Wednesday, January 7, 2009

It begins again

New term....4 new classes. What did I get myself into with this? I looked at the expectations for ONE class and about had a heart attack. The next 4 months is gonna be one hell of a ride--and that doesn't include the necessity of finding a job or moving.

At least this year has provided me with an intellectual challenge. It's refreshing to have to think through the assignments instead of intuiting them.

Wednesday, December 31, 2008

Beginning and Ending

Well, another year has gone by and it's not real surprise to me that I haven't updated this very often. While I have made huge personal progress over the last several months, there are still some issues I need to deal with. Some of these issues deal with keeping a diary or record of days--until I can resolve them within myself any type of diary keeping is going to be difficult for me. At least I know where to start now.

Thinking on the past year and how much has changed brings me a sense of peace. This time last year I was a wreck--physically, emotionally, and spiritually. We had been moving from crisis to crisis with no break in between and very little support. Between the accident and health issues, school, work, family issues, trying to find a place to live, not knowing whether J would need surgery, or even if he would survive, to what amounted to a huge betrayal by family--there was just nothing left of me for me.

At the end of this year, there are still some huge challenges. But I'm stronger now, more able to accept that there are things in life that I cannot control and more willing to bend instead of breaking when life throws too many things for me to deal with all at once. There have been lessons learned and huge gains made on this journey---the path may have been hard but what has been gained is priceless.

Saturday, November 29, 2008

Restless

That sums it up perfectly. Restless, unable to relax or get stuff done. Lack of focus but more than that. It's been many years since I've felt the wanderlust like this--then there were no ties or restrictions. Now......the world has changed. I have changed but not quite enough I guess.

There is something to be said for sitting quietly with yourself and thinking. Realizing that you can change and essentially remain the same. Knowing that you can control your impulses.

Today--I want to wander yet I will remain where I am.

Tuesday, October 28, 2008

Well, I can now say that I have eaten something every single day since September. It's not always been the best food, some days it was a stretch to even call it "food" but for the first time in many, many years I actually consumed something of nutritional value daily for almost 2 whole months. I am actually starting to feel hunger again, which is good I guess. My weight during this time has been pretty stable--only fluctuating by about 3 pounds or so, another change from my norm.
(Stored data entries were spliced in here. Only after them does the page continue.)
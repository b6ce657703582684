//! Zeroing weak references.
//!
//! A [`WeakSlot`] is storage for one weak reference. Slots are registered in
//! the runtime's weak table, keyed by their address, so they must stay put
//! while registered: every operation takes a `Pin<&WeakSlot>`. When the
//! referent starts deallocating, every slot pointing at it is set to nil
//! before `dealloc` runs.
//!
//! # Thread Safety
//!
//! The table is one read/write lock. Loading a weak reference takes the read
//! lock and retains the referent only if it is not deallocating; zeroing takes
//! the write lock, so a load either wins a reference or sees nil.

use std::marker::PhantomPinned;
use std::pin::Pin;
use std::sync::atomic::{AtomicUsize, Ordering};
use std::sync::{OnceLock, RwLock, Weak};

use fxhash::FxHashMap;

use crate::error::fatal;
use crate::runtime::object::{Id, Object};
use crate::runtime::{Runtime, read, write};

/// Storage for a weak object reference.
pub struct WeakSlot {
    value: AtomicUsize,
    owner: OnceLock<Weak<Runtime>>,
    _pin: PhantomPinned,
}

impl WeakSlot {
    /// An empty (nil) slot.
    #[must_use]
    pub const fn new() -> Self {
        Self {
            value: AtomicUsize::new(0),
            owner: OnceLock::new(),
            _pin: PhantomPinned,
        }
    }

    fn addr(self: Pin<&Self>) -> usize {
        std::ptr::from_ref(self.get_ref()).expose_provenance()
    }

    fn raw(&self) -> Id {
        // SAFETY: slots only ever hold identities handed to store_weak.
        unsafe { Id::from_raw(self.value.load(Ordering::Acquire)) }
    }

    fn set_raw(&self, id: Id) {
        self.value.store(id.as_usize(), Ordering::Release);
    }

    fn bind(self: Pin<&Self>, rt: &Runtime) {
        let owner = self.owner.get_or_init(|| rt.weak_self().clone());
        if !Weak::ptr_eq(owner, rt.weak_self()) {
            fatal!("weak slot used with two runtimes");
        }
    }
}

impl Default for WeakSlot {
    fn default() -> Self {
        Self::new()
    }
}

impl Drop for WeakSlot {
    fn drop(&mut self) {
        let Some(rt) = self.owner.get().and_then(Weak::upgrade) else {
            return;
        };
        let addr = std::ptr::from_mut(self).expose_provenance();
        rt.weak_refs.unregister(addr);
    }
}

impl std::fmt::Debug for WeakSlot {
    fn fmt(&self, f: &mut std::fmt::Formatter<'_>) -> std::fmt::Result {
        f.debug_tuple("WeakSlot").field(&self.raw()).finish()
    }
}

#[derive(Default)]
struct WeakEntries {
    by_slot: FxHashMap<usize, Id>,
    by_referent: FxHashMap<Id, Vec<usize>>,
}

impl WeakEntries {
    fn remove_slot(&mut self, addr: usize) {
        let Some(referent) = self.by_slot.remove(&addr) else {
            return;
        };
        if let Some(slots) = self.by_referent.get_mut(&referent) {
            slots.retain(|&a| a != addr);
            if slots.is_empty() {
                self.by_referent.remove(&referent);
            }
        }
    }
}

/// Slot address to referent, and back.
#[derive(Default)]
pub(crate) struct WeakTable {
    entries: RwLock<WeakEntries>,
}

impl WeakTable {
    fn unregister(&self, addr: usize) {
        write(&self.entries).remove_slot(addr);
    }
}

impl Runtime {
    /// Stores `value` into a weak slot and returns what was stored.
    ///
    /// Storing an object that is already deallocating stores nil. Immortal
    /// identities are stored without registration.
    pub fn store_weak(&self, slot: Pin<&WeakSlot>, value: Id) -> Id {
        slot.bind(self);
        let addr = slot.addr();
        let mut entries = write(&self.weak_refs.entries);
        entries.remove_slot(addr);

        if !value.is_heap() {
            slot.set_raw(value);
            return value;
        }
        if self.is_deallocating(value) {
            slot.set_raw(Id::NIL);
            return Id::NIL;
        }
        entries.by_slot.insert(addr, value);
        entries.by_referent.entry(value).or_default().push(addr);
        slot.set_raw(value);
        value
    }

    /// Loads a weak slot. A live referent is retained and autoreleased into
    /// the current pool; a deallocating or zeroed one reads as nil.
    pub fn load_weak(&self, slot: Pin<&WeakSlot>) -> Id {
        let id = self.load_weak_retained(slot);
        if id.is_heap() {
            self.root_autorelease(id);
        }
        id
    }

    /// Loads a weak slot into an owning handle, without touching the
    /// autorelease pool.
    #[must_use]
    pub fn load_weak_object(&self, slot: Pin<&WeakSlot>) -> Option<Object<'_>> {
        let id = self.load_weak_retained(slot);
        // SAFETY: load_weak_retained added the owner handed over here.
        (!id.is_nil()).then(|| unsafe { Object::from_raw(self, id) })
    }

    fn load_weak_retained(&self, slot: Pin<&WeakSlot>) -> Id {
        let _entries = read(&self.weak_refs.entries);
        let id = slot.raw();
        if !id.is_heap() || self.try_root_retain(id) {
            id
        } else {
            Id::NIL
        }
    }

    /// Clears a weak slot and removes its registration.
    pub fn destroy_weak(&self, slot: Pin<&WeakSlot>) {
        let mut entries = write(&self.weak_refs.entries);
        entries.remove_slot(slot.addr());
        slot.set_raw(Id::NIL);
    }

    /// Zeroes every weak slot pointing at `id`. Called during deallocation.
    pub fn delete_weak_refs(&self, id: Id) {
        let mut entries = write(&self.weak_refs.entries);
        let Some(slots) = entries.by_referent.remove(&id) else {
            return;
        };
        for addr in slots {
            entries.by_slot.remove(&addr);
            // SAFETY: registered slots are pinned and unregister themselves
            // on drop under this lock, so addr names a live slot.
            let slot = unsafe { &*std::ptr::with_exposed_provenance::<WeakSlot>(addr) };
            slot.set_raw(Id::NIL);
        }
    }

    /// Number of weak slots currently pointing at `id`.
    #[must_use]
    pub fn weak_ref_count(&self, id: Id) -> usize {
        read(&self.weak_refs.entries)
            .by_referent
            .get(&id)
            .map_or(0, Vec::len)
    }
}
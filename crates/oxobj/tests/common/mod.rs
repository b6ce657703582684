// Shared fixtures for the integration tests.
//
// Every test builds its own runtime, so class names only need to be unique
// within a test.

#![allow(dead_code)]

use std::sync::Arc;

use oxobj::{Class, Id, Runtime, RuntimeConfig, Sel};

/// A fresh runtime with default configuration.
pub fn runtime() -> Arc<Runtime> {
    Runtime::new(RuntimeConfig::default())
}

/// Creates and registers a root class.
pub fn root_class(rt: &Runtime, name: &str) -> Class {
    let class = rt.create_class(None, name).expect("Failed to create root class");
    assert!(rt.register_class(class));
    class
}

/// Creates and registers a subclass of `superclass`.
pub fn subclass(rt: &Runtime, superclass: Class, name: &str) -> Class {
    let class = rt
        .create_class(Some(superclass), name)
        .expect("Failed to create subclass");
    assert!(rt.register_class(class));
    class
}

/// Creates a registered root class with a single instance method.
pub fn class_with_method(rt: &Runtime, name: &str, selector: &str, imp: oxobj::Imp) -> Class {
    let class = rt.create_class(None, name).expect("Failed to create class");
    rt.add_method(class, rt.selector(selector), imp);
    assert!(rt.register_class(class));
    class
}

pub fn return_one(_: &Runtime, _: Id, _: Sel, _: &[usize]) -> usize {
    1
}

pub fn return_two(_: &Runtime, _: Id, _: Sel, _: &[usize]) -> usize {
    2
}

pub fn return_three(_: &Runtime, _: Id, _: Sel, _: &[usize]) -> usize {
    3
}

/// Returns the receiver's raw identity.
pub fn return_self(_: &Runtime, receiver: Id, _: Sel, _: &[usize]) -> usize {
    receiver.as_usize()
}

/// Sums every argument.
pub fn sum_args(_: &Runtime, _: Id, _: Sel, args: &[usize]) -> usize {
    args.iter().sum()
}
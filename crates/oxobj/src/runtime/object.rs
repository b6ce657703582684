//! Object identities, allocation and reference counting.
//!
//! # Identities
//!
//! An [`Id`] is a machine word naming a receiver:
//!
//! | bits            | meaning                                          |
//! |-----------------|--------------------------------------------------|
//! | `0`             | nil                                              |
//! | `...xxx1`       | tagged immortal value: index in bits 1..4,       |
//! |                 | payload above bit 4                              |
//! | `...010`        | class object (address of the class record)       |
//! | `...0000`       | heap object (address of its header)              |
//!
//! Tagged values and class objects are immortal: retain and release ignore
//! them. The class of a tagged value comes from the runtime's tagged-class
//! table.
//!
//! # Heap objects
//!
//! A heap object is a 16-byte header (class handle and a signed atomic
//! reference count) followed by zeroed ivar storage. The count is the number
//! of extra owners: zero means one owner, negative means deallocating.
//! Classes with custom reference counting receive `retain`, `release` and
//! `autorelease` as ordinary messages.
//!
//! # Deallocation
//!
//! When the last owner releases: weak references are zeroed, the object is
//! sent `dealloc` if its class implements it, its side-table entries are
//! released, then its memory is freed.

use std::alloc::{Layout, alloc_zeroed, dealloc, handle_alloc_error};
use std::fmt;
use std::marker::PhantomData;
use std::mem::{align_of, size_of};
use std::ptr::NonNull;
use std::sync::atomic::{AtomicIsize, Ordering, fence};

use oxobj_log::trace;

use crate::error::{Error, Result, fatal};
use crate::runtime::class::Class;
use crate::runtime::selector::Sel;
use crate::runtime::{Runtime, TAGGED_CLASS_SLOTS};

const TAG_BIT: usize = 0b1;
const CLASS_TAG: usize = 0b010;
const LOW_MASK: usize = 0b1111;
const TAGGED_INDEX_SHIFT: usize = 1;
const TAGGED_PAYLOAD_SHIFT: usize = 4;

/// Largest payload a tagged identity can carry.
pub const MAX_TAGGED_PAYLOAD: usize = usize::MAX >> TAGGED_PAYLOAD_SHIFT;

/// A nullable object identity.
#[derive(Clone, Copy, PartialEq, Eq, Hash, PartialOrd, Ord, Default)]
#[repr(transparent)]
pub struct Id(usize);

impl Id {
    /// The nil identity.
    pub const NIL: Id = Id(0);

    /// Reinterprets a word produced by [`Id::as_usize`] (for example a
    /// message return value).
    ///
    /// # Safety
    ///
    /// `raw` must be nil, a tagged value, or an identity handed out by a
    /// runtime that is still alive.
    #[must_use]
    pub const unsafe fn from_raw(raw: usize) -> Id {
        Id(raw)
    }

    /// The raw word, suitable as a message argument.
    #[must_use]
    pub const fn as_usize(self) -> usize {
        self.0
    }

    /// Builds a tagged immortal identity.
    ///
    /// Returns `None` if `index` is not below 8 or `payload` exceeds
    /// [`MAX_TAGGED_PAYLOAD`].
    #[must_use]
    pub const fn tagged(index: u8, payload: usize) -> Option<Id> {
        if index as usize >= TAGGED_CLASS_SLOTS || payload > MAX_TAGGED_PAYLOAD {
            return None;
        }
        Some(Id(
            (payload << TAGGED_PAYLOAD_SHIFT) | ((index as usize) << TAGGED_INDEX_SHIFT) | TAG_BIT,
        ))
    }

    /// The class object of `class`.
    #[must_use]
    pub fn from_class(class: Class) -> Id {
        Id(class.addr() | CLASS_TAG)
    }

    #[must_use]
    pub const fn is_nil(self) -> bool {
        self.0 == 0
    }

    #[must_use]
    pub const fn is_tagged(self) -> bool {
        self.0 & TAG_BIT != 0
    }

    /// Returns true for class-object identities.
    #[must_use]
    pub const fn is_class_object(self) -> bool {
        self.0 & 0b111 == CLASS_TAG
    }

    /// Tagged values and class objects ignore reference counting.
    #[must_use]
    pub const fn is_immortal(self) -> bool {
        self.is_tagged() || self.is_class_object()
    }

    /// Tagged-class index of a tagged identity.
    #[must_use]
    pub const fn tagged_index(self) -> Option<u8> {
        if self.is_tagged() {
            Some(((self.0 >> TAGGED_INDEX_SHIFT) & 0b111) as u8)
        } else {
            None
        }
    }

    /// Payload of a tagged identity.
    #[must_use]
    pub const fn tagged_payload(self) -> Option<usize> {
        if self.is_tagged() {
            Some(self.0 >> TAGGED_PAYLOAD_SHIFT)
        } else {
            None
        }
    }

    /// The class a class-object identity names.
    #[must_use]
    pub fn as_class(self) -> Option<Class> {
        if self.is_class_object() {
            // SAFETY: class-object identities are only built by from_class
            // (or from_raw, whose caller vouches for them).
            Some(unsafe { Class::from_addr(self.0 & !CLASS_TAG) })
        } else {
            None
        }
    }

    pub(crate) fn is_heap(self) -> bool {
        self.0 != 0 && self.0 & LOW_MASK == 0
    }
}
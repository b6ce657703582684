//! Class records, the class registry and resolution.
//!
//! A class is a pair of records: the class itself, describing instances, and
//! its metaclass, describing the class object. Records are allocated in the
//! owning runtime's arena and referred to through the copyable [`Class`]
//! handle.
//!
//! # Lifecycle
//!
//! ```text
//! CONSTRUCTING ──register──▶ REGISTERED_UNRESOLVED ──resolve──▶ RESOLVED
//! ```
//!
//! - [`Runtime::create_class`] builds a pair in `Constructing`; ivars may only
//!   be added in this state.
//! - [`Runtime::register_class`] enters the name table and resolves.
//! - Resolution links the superclass, freezes the instance size, marks the
//!   pair resolved and fires the class's `load` method once, superclass
//!   first. Classes whose superclass is not registered yet wait on a pending
//!   list that is retried (to a fixpoint) whenever any class registers.
//!
//! # Hierarchy
//!
//! The metaclass of `C` has the metaclass of `C`'s superclass as its
//! superclass. The root metaclass's superclass is the root class itself, so
//! class objects also answer the root's instance methods. Every metaclass's
//! own metaclass is the root metaclass.
//!
//! # Thread Safety
//!
//! Structural edits (registration, resolution, method additions) happen
//! under the runtime's registry write lock. Per-record fields carry their own
//! locks or are write-once (`OnceLock`).

use std::fmt;
use std::ptr::NonNull;
use std::sync::atomic::{AtomicU8, AtomicU32, AtomicUsize, Ordering};
use std::sync::{Arc, Condvar, Mutex, OnceLock, RwLock};
use std::thread::ThreadId;

use arc_swap::ArcSwap;
use fxhash::FxHashMap;
use oxobj_log::{debug, trace, warn};

use crate::error::{Error, Result, fatal};
use crate::runtime::associated::AssociationTable;
use crate::runtime::dispatch::{DispatchTable, uninstalled_table};
use crate::runtime::message::SubstitutionHook;
use crate::runtime::module::{ModuleId, PendingCategory};
use crate::runtime::object::Id;
use crate::runtime::protocol::Protocol;
use crate::runtime::selector::Sel;
use crate::runtime::{Imp, Runtime, TAGGED_CLASS_SLOTS, lock, read, write};

/// Class record flags.
pub(crate) mod flags {
    pub const META: u32 = 1 << 0;
    pub const RESOLVED: u32 = 1 << 1;
    pub const INITIALIZED: u32 = 1 << 2;
    pub const USER_CREATED: u32 = 1 << 3;
    pub const CUSTOM_RC: u32 = 1 << 4;
    pub const LOADED: u32 = 1 << 5;
    pub const DISPOSED: u32 = 1 << 6;
    pub const REGISTERED: u32 = 1 << 7;
}

/// Largest ivar alignment the object layout supports.
pub(crate) const MAX_IVAR_ALIGN: usize = 16;

/// Runtime-unique class record id.
#[derive(Debug, Clone, Copy, PartialEq, Eq, PartialOrd, Ord, Hash)]
pub struct ClassId(u32);

impl ClassId {
    /// Raw id value.
    #[must_use]
    pub const fn as_u32(self) -> u32 {
        self.0
    }
}

/// Resolution state of a class.
#[derive(Debug, Clone, Copy, PartialEq, Eq)]
#[repr(u8)]
pub enum ClassState {
    /// Created through the API and not registered yet.
    Constructing = 0,
    /// In the name table, superclass not linked yet.
    RegisteredUnresolved = 1,
    /// Linked, sized and ready to receive messages.
    Resolved = 2,
}

impl ClassState {
    const fn from_u8(v: u8) -> Self {
        match v {
            0 => ClassState::Constructing,
            1 => ClassState::RegisteredUnresolved,
            _ => ClassState::Resolved,
        }
    }
}

/// One-time initialization state.
#[derive(Debug, Clone, Copy, PartialEq, Eq)]
pub(crate) enum InitState {
    Idle,
    Running(ThreadId),
    Done,
}

/// An instance variable.
#[derive(Debug, Clone, PartialEq, Eq)]
pub struct Ivar {
    /// Variable name.
    pub name: String,
    /// Size in bytes.
    pub size: usize,
    /// Alignment in bytes (power of two, at most 16).
    pub align: usize,
    /// Byte offset inside instance storage; valid once the class resolved.
    pub offset: usize,
}

#[derive(Clone, Copy)]
struct MethodState {
    imp: Imp,
    version: u64,
}

/// A method: selector, current implementation and replacement version.
pub struct Method {
    selector: Sel,
    state: RwLock<MethodState>,
    module: Option<ModuleId>,
}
In the next couple of months I plan to keep track of *what* I am eating more than when, which is the next step to getting healthy. Someday, eating will not be a struggle.

Friday, October 24, 2008

Panic

I'm not there.....yet. It's close. Very close. I now have confirmation that DH's "full time" employment is not sufficient enough to cover even ONE of our monthly bills and with my working hours cut in half, screwed does not even BEGIN to describe our situation.

I am hoping the electric company sends a shut off notice before shutting the electricity off so we can apply for assistance. I am hoping that I can somehow manage to work enough to cover the shortfall in RENT so we are not homeless again this winter. I have given up on my car-I am just hoping we can keep it together long enough for me to find more work.

I need to find a job--at this point preferably one where I can work a couple overnights a week since I'm not having much luck in my field. Not sure how much more of this I can take before I crack. If it's not one thing, it's another. We'll get through this, we always do but I'm worried about how much more of ME I'll lose in the process.

I can be optimistic in the afternoon, right now I feel hopeless.

Tuesday, October 21, 2008

Chaos

I cannot function in a chaotic environment.

So, why do I keep inviting chaos into my life? Why am I giving my power over? Why am I choosing to act powerless and allow chaos to rule?

I think the real question may be--what do I have to lose by kicking the chaos out of my life?

Monday, October 13, 2008

Will the Real Me Please Stand Up?

Do you ever feel like a fraud? Like the you that is you and the you that others expect are not the same person? How do you handle the disconnect between the different facets of you?

That's one of my struggles this week-reconciling me with what others expect of me. Much of my internal struggle is brought on by me, not different expectations. I understand that. Still, there are times when it seems as if I don't even know the person others see when they look at me.